While being underweight often appears preferable to being overweight, the reality is that being too slender also has risks and repercussions. For example, underweight children may be prone to infection due to easily compromised immune systems.
Is your child underweight?
Parents are not the best judge of whether their child is too thin, according to Rachel Saccaro, D.O., a pediatrician with Central Medical Clinic in Chicago. She suggests asking your pediatrician, who charts their weight and body mass index every visit. The BMI takes the child’s height, weight, gender and age into consideration.
“A BMI of less than 5 percent is considered underweight,” she explains.
Causes of underweight
There are three main categories for poor weight gain, Saccaro says. “Too few calories in, not absorbing enough calories, or using up too many calories. The simplest to fix is the first category.”
She says malabsorption of calories may be a gastrointestinal problem like inflammatory bowel disease or celiac disease. Chronic diseases such as asthma, a heart condition, thyroid problems or infection could cause the child to burn too many calories.
“The causes often differ depending on the age of the child. For example, in infancy, the cause is more likely to be underfeeding or feeding difficulties whereas a teenager might have an eating disorder or depression,” says Saccaro, the mother of both a tween and a toddler.

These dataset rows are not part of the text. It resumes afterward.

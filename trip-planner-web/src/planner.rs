//! Web-side planner data loading
//!
//! Re-exports the core planner types and provides the loader used by the
//! browser front-end.

use serde::de::DeserializeOwned;

// Re-export all types from trip-planner-core
pub use trip_planner_core::*;

/// Loader for the catalog and planner settings bundled with the front-end.
#[derive(Debug, Clone, Copy, Default)]
pub struct WebCatalogLoader;

#[derive(Debug, thiserror::Error)]
pub enum WebDataError {
    #[error("Catalog error: {0}")]
    Catalog(#[from] CatalogError),
    #[error("JSON parsing error: {0}")]
    Json(#[from] serde_json::Error),
}

impl CatalogLoader for WebCatalogLoader {
    type Error = WebDataError;

    fn load_catalog(&self) -> Result<Catalog, Self::Error> {
        Ok(Catalog::load_embedded()?)
    }

    fn load_config<T>(&self, config_name: &str) -> Result<T, Self::Error>
    where
        T: DeserializeOwned,
    {
        Ok(EmbeddedLoader.load_config(config_name)?)
    }
}

/// Catalog and settings for a fresh wizard.
///
/// A catalog that fails to load is logged and replaced with an empty one so the
/// wizard still renders; every slot then resolves to "not selected".
#[must_use]
pub fn load_planner() -> (Catalog, PlannerConfig) {
    let engine = PlannerEngine::new(WebCatalogLoader);
    let catalog = engine.catalog().unwrap_or_else(|err| {
        log::error!("failed to load catalog: {err}");
        Catalog::empty()
    });
    (catalog, engine.config())
}

/// New session for `flow` using the bundled settings.
#[must_use]
pub fn new_session(flow: WizardFlow) -> TripSession {
    PlannerEngine::new(WebCatalogLoader).create_session(flow)
}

Some of the more common symptoms of an eating disorder are interruptions in the menstrual cycle, fatigue, depression and an irregular heartbeat. Children with eating disorders may appear anxious at mealtimes or prefer to eat alone. Another psychological cause of underweight can be excess stress, which may cause a lack of appetite. Finally, your slim child’s weight and body shape are also influenced by their “lean genes”causing a higher than average metabolic rate.
If your child is built like a stick
While taking vitamins may not make a difference, there are other things that can.

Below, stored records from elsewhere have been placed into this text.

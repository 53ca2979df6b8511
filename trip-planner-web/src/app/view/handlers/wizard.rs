use crate::app::state::AppState;
use crate::pages::summary::BookingStatus;
use crate::planner::{UserInfo, WizardFlow, WizardStep};
use crate::router::Route;
use yew::prelude::*;
use yew_router::prelude::Navigator;

pub fn build_next(state: &AppState) -> Callback<()> {
    let state = state.clone();
    Callback::from(move |()| {
        let mut sess = (*state.session).clone();
        let from = sess.step();
        match sess.next(&state.catalog) {
            Ok(step) => {
                if from == WizardStep::AiSuggestions {
                    state.cancel_live_ticket();
                }
                crate::a11y::set_status(&format!("Now on {}", step.title()));
                state.prompt.set(None);
                state.session.set(sess);
            }
            Err(err) if err.is_user_facing() => {
                log::info!("next step refused: {err}");
                state.prompt.set(Some(err));
            }
            Err(err) => log::debug!("next ignored: {err}"),
        }
    })
}

pub fn build_back(state: &AppState) -> Callback<()> {
    let state = state.clone();
    Callback::from(move |()| {
        let mut sess = (*state.session).clone();
        match sess.back() {
            Ok(step) => {
                state.cancel_live_ticket();
                state.prompt.set(None);
                state.booking.set(BookingStatus::Idle);
                state.show_preview.set(false);
                crate::a11y::set_status(&format!("Back to {}", step.title()));
                state.session.set(sess);
            }
            Err(err) => log::debug!("back ignored: {err}"),
        }
    })
}

pub fn build_flow_change(state: &AppState) -> Callback<WizardFlow> {
    let session_handle = state.session.clone();
    let collapsed_days = state.collapsed_days.clone();
    Callback::from(move |flow: WizardFlow| {
        if session_handle.flow() == flow {
            return;
        }
        let mut sess = (*session_handle).clone();
        if sess.switch_flow(flow) {
            collapsed_days.set(Default::default());
            session_handle.set(sess);
        }
    })
}

pub fn build_user_info_change(state: &AppState) -> Callback<UserInfo> {
    let session_handle = state.session.clone();
    Callback::from(move |info: UserInfo| {
        let mut sess = (*session_handle).clone();
        sess.set_user_info(info);
        session_handle.set(sess);
    })
}

pub fn build_dismiss_prompt(state: &AppState) -> Callback<()> {
    let prompt = state.prompt.clone();
    Callback::from(move |()| prompt.set(None))
}

/// Leave an unknown address for the page of the current step.
pub fn build_go_home(state: &AppState, navigator: Option<Navigator>) -> Callback<()> {
    let session_handle = state.session.clone();
    Callback::from(move |()| {
        if let Some(nav) = navigator.as_ref() {
            nav.push(&Route::from_step(session_handle.step()));
        }
    })
}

- Make sure your child is eating three meals and at least two snacks per day. Keep high calorie but unhealthy foods, like rich desserts or French fries, to a minimum.

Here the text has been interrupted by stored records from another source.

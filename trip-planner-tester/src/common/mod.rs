pub mod util;

pub use util::split_csv;
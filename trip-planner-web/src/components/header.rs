use crate::planner::WizardFlow;
use yew::prelude::*;

#[derive(Properties, PartialEq, Clone)]
pub struct Props {
    pub flow: WizardFlow,
}

#[function_component(Header)]
pub fn header(p: &Props) -> Html {
    html! {
        <header role="banner" class="planner-header">
            <a href="#main" class="sr-only">{ "Skip to content" }</a>
            <h1 class="planner-header__title">{ p.flow.heading() }</h1>
            <p class="planner-header__tagline">{ p.flow.tagline() }</p>
        </header>
    }
}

- Add avocado to salads and sandwiches or turn it into guacamole.
- Snack on a handful of nuts, a wedge of natural cheese or some trail mix.
- Top bread with seasoned, mashed avocado or nut butter or dip it in olive oil.
- Make shakes and smoothies with fruit, 100 percent juice and yogurt or milk.
- Add dry milk powder to foods like mashed potatoes, cream soup and shakes to boost calories, protein and calcium.
- Use milk in place of water in oatmeal, soups and sides.
- Encourage plenty of active outdoor play to stimulate the appetite. Swimming, in particular, makes people extra hungry.
For serious cases, get to the root of the cause of a child’s underweight.
Regardless of the cause, it usually is a team effort to ensure the child grows and thrives. It often is helpful to talk with a dietitian, social worker, developmental specialist, and support groups depending on the reason for malnutrition.